Al menos en dos ocasiones Julianillo fungió de enlace entre Juan Pérez de Pineda y círculos partidarios de la Reforma en España. La primera vez visitó Aragón, en 1555, y llevó una misiva de Pineda a Miguel Monterde, en ella el remitente notificaba que deseaba “conocer qué disposición hay y en qué estado están las cosas de los píos afligidos por el amor de Dios” (Boeglin, 2012: 144). La segunda visita la realizó en julio de 1557 a Sevilla, para llevar de contrabando los libros que ayudó a editar en Ginebra y que antes han sido enlistados.
Julianillo emprendió el viaje desde Ginebra a Sevilla, donde para llegar tenía dos opciones: cruzar los Pirineos a lomo de mula o caballo, a veces a pie, y si no entonces por mar y desembarcar en Sevilla o cerca de ella.

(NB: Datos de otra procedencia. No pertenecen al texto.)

// /////////////////////////////////////////////////////////////////////////////
// HSM Pipeline
// Copyright (c) 2025 Michael Gardner, A Bit of Help, Inc.
// SPDX-License-Identifier: BSD-3-Clause
// See LICENSE file in the project root.
// /////////////////////////////////////////////////////////////////////////////

//! # Entry Processor Scheduler
//!
//! [`EntryProcessor`] accepts operations at the pipeline ingress and
//! dispatches them through the stage table with a pool of worker tasks
//! pulling from per-stage queues. The scheduler enforces:
//!
//! - **Concurrency flags**: parallel stages run unbounded, capped stages
//!   up to their thread limit, sequential stages one at a time.
//! - **Per-entry ordering**: at most one catalog lookup runs per entry id
//!   at any instant; same-id operations queue in arrival order. This is a
//!   map from id to a held slot, not a lock on the id space.
//! - **Journal acknowledgement order**: an ordering ledger of outstanding
//!   record indices; the acknowledgement stage only dispatches the
//!   operation holding the minimum outstanding index, and an operation
//!   dropped earlier releases its index. Acknowledgement callbacks
//!   therefore fire in strictly increasing index order with no gaps.
//!
//! Dispatch scans the stage table from the tail so later stages drain
//! before ingress pressure feeds the head; sequential stages are never
//! starved by a flood of new events.
//!
//! On shutdown the processor stops accepting, drains every in-flight
//! operation through its terminal stage, then cancels the workers.

use parking_lot::Mutex;
use std::collections::{BTreeSet, HashSet, VecDeque};
use std::sync::Arc;
use tokio::sync::Notify;
use tokio::task::JoinHandle;
use tracing::{debug, error, info, trace};

use hsm_pipeline_bootstrap::shutdown::CancellationToken;
use hsm_pipeline_domain::entities::{build_pipeline, StageDescriptor, STAGE_COUNT};
use hsm_pipeline_domain::{EntryId, Operation, PipelineError, StageId};

use crate::application::stages::{self, StageContext, StageOutcome};
use crate::infrastructure::metrics::PipelineMetrics;

/// Queue depth and active handler count of one stage, for diagnostics.
#[derive(Debug, Clone, Copy)]
pub struct StageStats {
    pub stage: StageId,
    pub queued: usize,
    pub running: usize,
}

struct SchedState {
    queues: [VecDeque<Operation>; STAGE_COUNT],
    running: [usize; STAGE_COUNT],
    /// Entry ids currently inside the id-constrained stage.
    busy_ids: HashSet<EntryId>,
    /// Record indices of journal operations alive in the pipeline.
    outstanding: BTreeSet<u64>,
    accepting: bool,
    in_flight: usize,
}

struct Inner {
    stages: [StageDescriptor; STAGE_COUNT],
    ctx: StageContext,
    state: Mutex<SchedState>,
    work_ready: Notify,
    idle: Notify,
    token: CancellationToken,
    metrics: PipelineMetrics,
}

/// The pipeline scheduler. Producers push operations with [`submit`];
/// the worker pool routes them through the stages until terminal
/// acknowledgement.
///
/// [`submit`]: EntryProcessor::submit
pub struct EntryProcessor {
    inner: Arc<Inner>,
    workers: Mutex<Vec<JoinHandle<()>>>,
}

impl EntryProcessor {
    /// Builds the stage table from the configuration and starts the
    /// worker pool on the current tokio runtime.
    pub fn start(ctx: StageContext) -> Result<Self, PipelineError> {
        ctx.config.settings.validate()?;
        let worker_count = ctx.config.settings.worker_count;
        let db_apply_threads = ctx.config.settings.db_apply_threads;

        let metrics = PipelineMetrics::new()?;
        let inner = Arc::new(Inner {
            stages: build_pipeline(db_apply_threads),
            ctx,
            state: Mutex::new(SchedState {
                queues: std::array::from_fn(|_| VecDeque::new()),
                running: [0; STAGE_COUNT],
                busy_ids: HashSet::new(),
                outstanding: BTreeSet::new(),
                accepting: true,
                in_flight: 0,
            }),
            work_ready: Notify::new(),
            idle: Notify::new(),
            token: CancellationToken::new(),
            metrics,
        });

        let workers = (0..worker_count)
            .map(|index| {
                let inner = inner.clone();
                tokio::spawn(worker_loop(inner, index))
            })
            .collect();

        info!(worker_count, "entry processor started");
        Ok(Self {
            inner,
            workers: Mutex::new(workers),
        })
    }

    /// Accepts an operation at its ingress stage: GET_ID for scan
    /// entries, GET_INFO_DB for journal records, SCAN_SWEEP for
    /// end-of-scan markers.
    ///
    /// Returns [`PipelineError::ShuttingDown`] once shutdown has begun;
    /// the rejected operation is released without its callback firing.
    pub fn submit(&self, op: Operation) -> Result<(), PipelineError> {
        {
            let mut state = self.inner.state.lock();
            if !state.accepting {
                return Err(PipelineError::ShuttingDown);
            }
            if let Some(index) = op.record_index() {
                state.outstanding.insert(index);
            }
            state.in_flight += 1;
            trace!(op = %op.describe(), stage = %op.stage(), "operation submitted");
            let slot = op.stage().index();
            state.queues[slot].push_back(op);
        }
        self.inner.metrics.record_submitted();
        self.inner.work_ready.notify_waiters();
        Ok(())
    }

    /// Waits until no operation is queued or running. Producers keep the
    /// pipeline busy; this is for scan barriers and tests.
    pub async fn wait_idle(&self) {
        loop {
            let notified = self.inner.idle.notified();
            tokio::pin!(notified);
            notified.as_mut().enable();
            if self.inner.state.lock().in_flight == 0 {
                return;
            }
            notified.await;
        }
    }

    /// Graceful shutdown: stop accepting, drain in-flight operations
    /// through their terminal stage, then stop the workers.
    pub async fn shutdown(&self) {
        {
            self.inner.state.lock().accepting = false;
        }
        debug!("entry processor draining");
        self.wait_idle().await;

        self.inner.token.cancel();
        self.inner.work_ready.notify_waiters();

        let workers = std::mem::take(&mut *self.workers.lock());
        for result in futures::future::join_all(workers).await {
            if let Err(err) = result {
                error!(error = %err, "pipeline worker terminated abnormally");
            }
        }
        info!("entry processor stopped");
    }

    /// Per-stage queue depths and active handler counts.
    pub fn stage_stats(&self) -> Vec<StageStats> {
        let state = self.inner.state.lock();
        StageId::ALL
            .iter()
            .map(|&stage| StageStats {
                stage,
                queued: state.queues[stage.index()].len(),
                running: state.running[stage.index()],
            })
            .collect()
    }

    pub fn metrics(&self) -> &PipelineMetrics {
        &self.inner.metrics
    }
}

async fn worker_loop(inner: Arc<Inner>, index: usize) {
    debug!(worker = index, "pipeline worker starting");
    loop {
        // Register for wakeups before checking the queues, so work queued
        // in between is not missed.
        let notified = inner.work_ready.notified();
        tokio::pin!(notified);
        notified.as_mut().enable();

        if let Some((stage, mut op)) = inner.try_dispatch() {
            let outcome = stages::run_stage(stage, &mut op, &inner.ctx).await;
            inner.complete(stage, op, outcome);
            continue;
        }

        if inner.token.is_cancelled() {
            break;
        }
        notified.await;
    }
    debug!(worker = index, "pipeline worker stopped");
}

impl Inner {
    /// Picks the next runnable operation, honoring every stage's flags.
    /// Scans from the tail of the pipeline so later stages drain first.
    fn try_dispatch(&self) -> Option<(StageId, Operation)> {
        let mut guard = self.state.lock();
        let state = &mut *guard;

        for desc in self.stages.iter().rev() {
            let slot = desc.id.index();
            if state.running[slot] >= desc.max_concurrent() {
                continue;
            }
            if state.queues[slot].is_empty() {
                continue;
            }

            let op = if desc.id == StageId::JournalAck {
                // Only the operation holding the minimum outstanding
                // record index may acknowledge; earlier records still in
                // flight keep later ones waiting here.
                match state.outstanding.first().copied() {
                    Some(low) => {
                        let pos = state.queues[slot]
                            .iter()
                            .position(|op| op.record_index() == Some(low));
                        pos.and_then(|p| state.queues[slot].remove(p))
                    }
                    None => None,
                }
            } else if desc.has_id_constraint() {
                // First queued operation whose id is not already inside
                // the stage; same-id followers keep arrival order because
                // the busy check skips them all.
                let busy_ids = &state.busy_ids;
                let pos = state.queues[slot].iter().position(|op| {
                    op.entry_id().map_or(true, |id| !busy_ids.contains(&id))
                });
                pos.and_then(|p| state.queues[slot].remove(p))
            } else {
                state.queues[slot].pop_front()
            };

            let Some(op) = op else {
                continue;
            };

            state.running[slot] += 1;
            if desc.has_id_constraint() {
                if let Some(id) = op.entry_id() {
                    state.busy_ids.insert(id);
                }
            }
            return Some((desc.id, op));
        }
        None
    }

    /// Applies a handler's routing decision: re-queue at the next stage,
    /// or release the operation (and its acknowledgement-ordering slot).
    fn complete(
        &self,
        stage: StageId,
        op: Operation,
        outcome: Result<StageOutcome, PipelineError>,
    ) {
        let routed = match outcome {
            Ok(outcome) => outcome,
            Err(err) => {
                error!(
                    stage = %stage,
                    op = %op.describe(),
                    error = %err,
                    "stage handler failed, dropping operation"
                );
                self.metrics.record_error(stage);
                StageOutcome::Drop
            }
        };

        let mut became_idle = false;
        {
            let mut state = self.state.lock();
            state.running[stage.index()] -= 1;
            if self.stages[stage.index()].has_id_constraint() {
                if let Some(id) = op.entry_id() {
                    state.busy_ids.remove(&id);
                }
            }

            match routed {
                StageOutcome::Next(next) => {
                    debug_assert!(
                        next.index() >= stage.index(),
                        "pipeline routing must move forward: {} -> {}",
                        stage,
                        next
                    );
                    let mut op = op;
                    op.set_stage(next);
                    state.queues[next.index()].push_back(op);
                    self.metrics.record_processed(stage);
                }
                StageOutcome::Drop => {
                    // Release the acknowledgement-ordering slot so later
                    // records are not held back by a dropped one.
                    if let Some(index) = op.record_index() {
                        state.outstanding.remove(&index);
                    }
                    state.in_flight -= 1;
                    if state.in_flight == 0 {
                        became_idle = true;
                    }
                    self.metrics.record_dropped(stage);
                }
            }
        }

        self.work_ready.notify_waiters();
        if became_idle {
            self.idle.notify_waiters();
        }
    }
}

En cualquiera de las dos posibilidades debió tener colaboradores para evadir los peligros del bandolerismo (si viajó por tierra) o la vigilancia de los agentes inquisitoriales que espiaban las vías terrestres y marítimas (Nieto, 1997: 494).
Tras jornadas que debieron ser extenuantes, tanto por el desgaste físico al igual que por la posibilidad de ser descubierto, Julianillo llegó a Sevilla en julio de 1557. Llevaba dos toneles grandes llenos de libros cuyos títulos ya fueron mencionados. Eran libros prohibidos por los inquisidores, como escribió Cipriano de Valera al rememorar el episodio (1588: 249). Otra fuente menciona que “ardiendo en deseos de propagar en su patria la luz evangélica, transportó a España dos toneles enormes de Biblias en español” (González Montes, 1567: 261). Lo de biblias hay que entenderlo más bien como ejemplares del Nuevo Testamento de 1556 traducido por Juan Pérez de Pineda (Nieto: 1997: 495).

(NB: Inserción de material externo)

// /////////////////////////////////////////////////////////////////////////////
// HSM Pipeline
// Copyright (c) 2025 Michael Gardner, A Bit of Help, Inc.
// SPDX-License-Identifier: BSD-3-Clause
// See LICENSE file in the project root.
// /////////////////////////////////////////////////////////////////////////////

//! # Signal Handling
//!
//! Wires Unix termination signals to shutdown initiation. The daemon
//! spawns [`listen`] once at startup; the first SIGTERM, SIGINT or SIGHUP
//! initiates graceful shutdown through the coordinator.

use std::io;

use tokio::signal::unix::{signal, SignalKind};

use crate::shutdown::ShutdownCoordinator;

/// Waits for a termination signal and initiates shutdown.
///
/// Returns after shutdown has been initiated, or an error if signal
/// handlers could not be registered.
pub async fn listen(coordinator: ShutdownCoordinator) -> io::Result<()> {
    let mut sigterm = signal(SignalKind::terminate())?;
    let mut sigint = signal(SignalKind::interrupt())?;
    let mut sighup = signal(SignalKind::hangup())?;

    tokio::select! {
        _ = sigterm.recv() => {
            tracing::info!("received SIGTERM, initiating graceful shutdown");
        }
        _ = sigint.recv() => {
            tracing::info!("received SIGINT, initiating graceful shutdown");
        }
        _ = sighup.recv() => {
            tracing::info!("received SIGHUP, initiating graceful shutdown");
        }
    }

    coordinator.initiate_shutdown();
    Ok(())
}
//! # HSM Pipeline Domain
//!
//! Domain layer of the HSM policy engine's entry-processing pipeline. It
//! holds the data model the pipeline flows through, the attribute-mask
//! machinery the stages communicate with, and the ports (async traits) the
//! pipeline consumes: the catalog, the filesystem probes, the alert emitter
//! and the policy matcher. It is independent of any runtime, database or
//! filesystem implementation.
//!
//! ## Module Structure
//!
//! - [`entities`]: the operation that flows through the pipeline, the
//!   attribute record and its mask, the stage table.
//! - [`services`]: the external-interface ports and the policy types that
//!   parameterize stage behavior.
//! - [`error`]: the domain error enum and the probe failure taxonomy.
//!
//! ## Core Concepts
//!
//! ### Attribute masks
//! Every [`entities::EntryAttributes`] record carries an
//! [`entities::AttrMask`] naming which fields are meaningful. A field is
//! read only if its bit is set; writing a field sets its bit. The mask is
//! how stages tell each other "what is known" versus "what must be
//! fetched", and how the catalog computes which columns a read or write
//! touches.
//!
//! ### Operations
//! One [`entities::Operation`] exists per file event. It is created by a
//! producer (scanner or journal reader), owned by exactly one stage handler
//! at a time, and destroyed on terminal acknowledgement.

pub mod entities;
pub mod error;
pub mod services;

// Re-export commonly used types for convenient access
// These exports provide a clean API surface for consumers of the domain layer
pub use entities::{
    AttrMask, DbExists, DbOp, EntryAttributes, EntryId, EventSource, FetchPlan, FileKind,
    FileStat, HsmStatus, JournalRecord, Operation, RecordType, StageDescriptor, StageFlags,
    StageId, StripeInfo, StripeItem,
};
pub use error::{PipelineError, ProbeError};
pub use services::{
    AlertEmitter, AlertRule, Catalog, CatalogFilter, EntryAlert, FsProbe, HsmProbeResult,
    PolicyMatcher, RefreshPolicy, UnlinkPolicy, LAST_SCAN_VAR,
};
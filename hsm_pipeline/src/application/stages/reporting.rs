// /////////////////////////////////////////////////////////////////////////////
// HSM Pipeline
// Copyright (c) 2025 Michael Gardner, A Bit of Help, Inc.
// SPDX-License-Identifier: BSD-3-Clause
// See LICENSE file in the project root.
// /////////////////////////////////////////////////////////////////////////////

//! # STAGE_REPORTING
//!
//! Synthesizes derivable attributes and evaluates the configured alert
//! rules, first match wins. The stage is asynchronous: the operation is
//! routed to DB_APPLY immediately, and the matched alert (if any) is
//! emitted out of band so slow alert channels never block the pipeline.

use tracing::debug;

use hsm_pipeline_domain::{EntryAlert, Operation, PipelineError, StageId};

use super::{StageContext, StageOutcome};

pub(super) async fn report(
    op: &mut Operation,
    ctx: &StageContext,
) -> Result<StageOutcome, PipelineError> {
    op.attrs_mut().generate_fields(ctx.config.alert_attr_mask());

    let mut matched: Option<EntryAlert> = None;
    if let Some(id) = op.entry_id() {
        for rule in ctx.config.alerts() {
            if rule.matches(&id, op.attrs()) {
                let entry = op
                    .attrs()
                    .fullpath()
                    .map(str::to_owned)
                    .unwrap_or_else(|| id.to_string());
                matched = Some(EntryAlert {
                    title: rule.title().map(str::to_owned),
                    predicate: rule.description().to_owned(),
                    entry,
                    values: op.attrs().dump(rule.required_mask()),
                });
                break;
            }
        }
    }

    if let Some(alert) = matched {
        debug!(entry = %alert.entry, "alert matched, emitting out of band");
        let emitter = ctx.alerts.clone();
        tokio::spawn(async move {
            emitter.raise(alert).await;
        });
    }

    Ok(StageOutcome::Next(StageId::DbApply))
}
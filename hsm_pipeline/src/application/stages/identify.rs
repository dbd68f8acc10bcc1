// /////////////////////////////////////////////////////////////////////////////
// HSM Pipeline
// Copyright (c) 2025 Michael Gardner, A Bit of Help, Inc.
// SPDX-License-Identifier: BSD-3-Clause
// See LICENSE file in the project root.
// /////////////////////////////////////////////////////////////////////////////

//! # STAGE_GET_ID
//!
//! Entries from a filesystem scan arrive with a full path but no stable
//! identifier; this stage resolves path → id. Journal operations carry
//! their id already and bypass this stage entirely.

use tracing::{debug, error};

use hsm_pipeline_domain::{Operation, PipelineError, StageId};

use super::{StageContext, StageOutcome};

pub(super) async fn get_id(
    op: &mut Operation,
    ctx: &StageContext,
) -> Result<StageOutcome, PipelineError> {
    let Some(path) = op.attrs().fullpath().map(str::to_owned) else {
        error!("entry full path is expected to be set at STAGE_GET_ID");
        return Err(PipelineError::invalid_operation(
            "entry full path is expected to be set at STAGE_GET_ID",
        ));
    };

    match ctx.probe.path_to_id(&path).await {
        Ok(id) => {
            op.set_entry_id(id);
            Ok(StageOutcome::Next(StageId::GetInfoDb))
        }
        Err(err) => {
            // The entry vanished between enumeration and processing; a
            // later scan or an UNLINK record reconciles the catalog.
            debug!(path = %path, error = %err, "path_to_id failed, dropping scan entry");
            Ok(StageOutcome::Drop)
        }
    }
}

Además de las redes externas que lo respaldaron para que junto con los toneles pudiera adentrarse en territorio español, Julianillo tuvo a su favor redes internas para introducir los libros a Sevilla. Juan Ponce de León, Luis Ábrego y Francisco de Zafra contribuyeron en la recepción y diseminación de las obras (García Pinilla, 2012: 46). El primero sufrió condena “por hereje luterano, dogmatizador y contumaz en su error”, murió en la hoguera en el Auto de Fe celebrado en Sevilla el 24 de septiembre de 1559. El segundo, “escritor de libros de iglesia, [condenado] por hereje luterano” a ser quemado en el Auto de Fe mencionado. Finalmente, el tercero pudo huir y una estatua que lo representaba fue incinerada en el mismo acto que los dos anteriores y al igual que ellos la Inquisición lo declaro “hereje luterano” (López Muñoz, 2016b: 160-161).

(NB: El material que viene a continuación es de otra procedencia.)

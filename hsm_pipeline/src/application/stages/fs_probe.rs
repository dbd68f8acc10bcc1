// /////////////////////////////////////////////////////////////////////////////
// HSM Pipeline
// Copyright (c) 2025 Michael Gardner, A Bit of Help, Inc.
// SPDX-License-Identifier: BSD-3-Clause
// See LICENSE file in the project root.
// /////////////////////////////////////////////////////////////////////////////

//! # STAGE_GET_INFO_FS
//!
//! Executes the fetch plan against the filesystem through the id-based
//! path: stat, path resolution (journal events only), striping layout and
//! HSM status.
//!
//! Absence is handled uniformly across all probes: a vanished entry
//! routes journal operations straight to acknowledgement (a later UNLINK
//! record reconciles) and drops scan operations (the next sweep
//! reconciles). Any other probe failure drops the operation.

use tracing::{debug, trace};

use hsm_pipeline_domain::{DbOp, HsmStatus, Operation, PipelineError, StageId};

use super::{now_secs, vanished_entry_route, StageContext, StageOutcome};

pub(super) async fn get_info_fs(
    op: &mut Operation,
    ctx: &StageContext,
) -> Result<StageOutcome, PipelineError> {
    let Some(id) = op.entry_id() else {
        return Err(PipelineError::invalid_operation(
            "entry id is expected to be set at STAGE_GET_INFO_FS",
        ));
    };

    if op.fetch_planned() {
        let path = ctx.probe.id_path(&id);
        let fetch = op.fetch();

        if fetch.need_attr {
            match ctx.probe.lstat(&path).await {
                Ok(stat) => {
                    if !stat.is_regular() {
                        // Only regular files are cataloged; the record is
                        // still acknowledged.
                        return Ok(vanished_entry_route(op));
                    }
                    op.attrs_mut().apply_stat(&stat);
                    op.attrs_mut().set_md_update(now_secs());
                }
                Err(err) if err.is_missing() => {
                    trace!(entry = %id, "entry does not exist anymore");
                    return Ok(vanished_entry_route(op));
                }
                Err(err) => {
                    debug!(entry = %id, path = %path, error = %err, "lstat failed");
                    return Ok(StageOutcome::Drop);
                }
            }
        }

        // Path resolution only makes sense for journal events; the
        // scanner already provided the path it enumerated.
        if fetch.need_path && op.is_journal() {
            match ctx.probe.resolve_path(&id).await {
                Ok(fullpath) => {
                    op.attrs_mut().set_fullpath(fullpath);
                    op.attrs_mut().set_path_update(now_secs());
                }
                Err(err) if err.is_missing() => {
                    trace!(entry = %id, "entry does not exist anymore");
                    return Ok(vanished_entry_route(op));
                }
                Err(err) => {
                    debug!(entry = %id, error = %err, "path resolution failed");
                    return Ok(StageOutcome::Drop);
                }
            }
        }

        if fetch.need_stripe {
            match ctx.probe.stripe(&path).await {
                Ok((info, items)) => {
                    op.attrs_mut().set_stripe_info(info);
                    op.attrs_mut().set_stripe_items(items);
                }
                Err(err) if err.is_missing() => {
                    trace!(entry = %id, "entry does not exist anymore");
                    return Ok(vanished_entry_route(op));
                }
                Err(err) => {
                    debug!(entry = %id, path = %path, error = %err, "stripe probe failed");
                    return Ok(StageOutcome::Drop);
                }
            }
        }

        if fetch.need_status {
            match ctx.probe.hsm_status(&path).await {
                Ok(res) => {
                    let attrs = op.attrs_mut();
                    attrs.set_status(res.status);
                    attrs.set_no_release(res.no_release);
                    attrs.set_no_archive(res.no_archive);

                    // No flags at all: the entry was never archived or
                    // restored.
                    if res.status == HsmStatus::NoFlags {
                        attrs.set_last_archive(0);
                        attrs.set_last_restore(0);
                    }

                    // A released entry is outside the policy working set.
                    if res.status == HsmStatus::Released {
                        debug!(
                            entry = %id,
                            "entry is released: removing it from the policy working set"
                        );
                        if op.db_exists().is_true() {
                            op.set_db_op(DbOp::Remove);
                        } else {
                            return Ok(vanished_entry_route(op));
                        }
                    }
                }
                Err(err) if err.is_missing() => {
                    trace!(entry = %id, "entry does not exist anymore");
                    return Ok(vanished_entry_route(op));
                }
                Err(err) => {
                    debug!(entry = %id, path = %path, error = %err, "HSM status probe failed");
                    return Ok(StageOutcome::Drop);
                }
            }
        }
    }

    if ctx.match_classes() {
        if let Some(matcher) = &ctx.policies {
            matcher.check_policies(&id, op.attrs_mut(), true);
        }
    }

    if let Some(index) = op.record_index() {
        op.attrs_mut().set_last_op_index(index);
    }

    Ok(StageOutcome::Next(StageId::Reporting))
}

Los núcleos receptores de las obras transportadas por Julianillo eran tres. Un círculo estaba conformado por la nobleza, de la que Juan Ponce de León formaba parte (era hijo de la condesa de Bailén), y también la marquesa de Villanueva, María Enríquez de Ribera. Ella y su esposo, Pedro Portocarrero eran discípulos de Constantino de la Fuente. Otro espacio receptor lo representaba la casa del ciego Gaspar Ortiz, quien tenía nexos con el Colegio de la Doctrina Cristiana y el cabildo catedralicio, “muy amigo de Egidio, Constantino y Casiodoro [de Reina]”. La tercera célula donde llegaron los volúmenes fue el del Monasterio de San Isidoro del Campo, este lugar posiblemente funcionaba como “depósito de libros desde el que progresivamente eran distribuidos por Sevilla a los destinatarios seleccionados, de día y con frecuencia también de noche a través de rotos de la muralla” (Moreno, 2017: 55-56).
Un error de Julián Hernández al entregar un ejemplar de la Imagen del Antechristo, cuyo autor era Bernardino Ochino, discípulo de Juan de Valdés, a un clérigo que tenía el mismo nombre del verdadero destinatario provocó que el receptor alertara a la Inquisición (Kinder, 1975: 13-14). La delación movilizó a las fuerzas represivas, Julianillo conoció el efecto de su confusión y escapó pero no pudo salir de territorio español ya que fue capturado y el 7 de octubre de 1557 lo encarcelaron en Sevilla. Iba con él Juan Ponce de León, quien también fue aprehendido y como se ha consignado antes fue llevado a la hoguera el 24 de septiembre de 1559 (Moreno, 2017: 62-63).
Julianillo, según documentos de la Inquisición, se convirtió al protestantismo en Alemania y llegó a ser “diácono en la congregación luterana de los valones en Frankfurt”. Incursionó en Sevilla con el objeto de proveer materiales a sus correligionarios en la fe, y a tal “secta había traído muchos libros […] para que los que los recibiesen conociesen por ellos el derecho camino para la salvación de sus ánimas y también para guiar a las personas que se quisieren ir a Alemania para huir con los luteranos, a los cuales él tenía por cristianos” (Schäfer, 2015b: 417-418).
Poco más de tres años permaneció encarcelado Julianillo. Fue interrogado en varias ocasiones, la sentencia determinó que se había separado de la fe católica y ley evangélica, “habiéndose pasado a la dañada secta luterana”, creyendo “con pertinacia sus dogmas y herejías y errores y que para que en esta ciudad [Sevilla] pudiesen ser instruidos en la dicha secta había traído a ella muchos libros”. Los jueces lo declararon “hereje pertinaz luterano, fautor y encubridor de herejes” (Schäfer, 2015b: 417). El veredicto contra Julianillo se cumplió el 22 de diciembre de 1560: muerte en la hoguera. Durante el proceso Julián Hernández animaba a sus correligionarios para que no se retractaran, de tal manera que se hizo conocido por las arengas que pronunciaba y, para evitar que las expresara el día de su ejecución, los jueces mandaron amordazarle. Ya iniciada la hoguera Julianillo comunicó con gestos que deseaba hablar. Los verdugos le quitaron la mordaza creyendo que el reo, ante el suplicio de las llamas, estaba dispuesto a reconocer sus errores. No fue así, Julianillo comenzó a dar palabras que denotaban persistencia en las ideas defendidas ante los inquisidores, entonces le “infligieron una herida mortal en medio de las misma llamas” (González Montes, 1567: 263).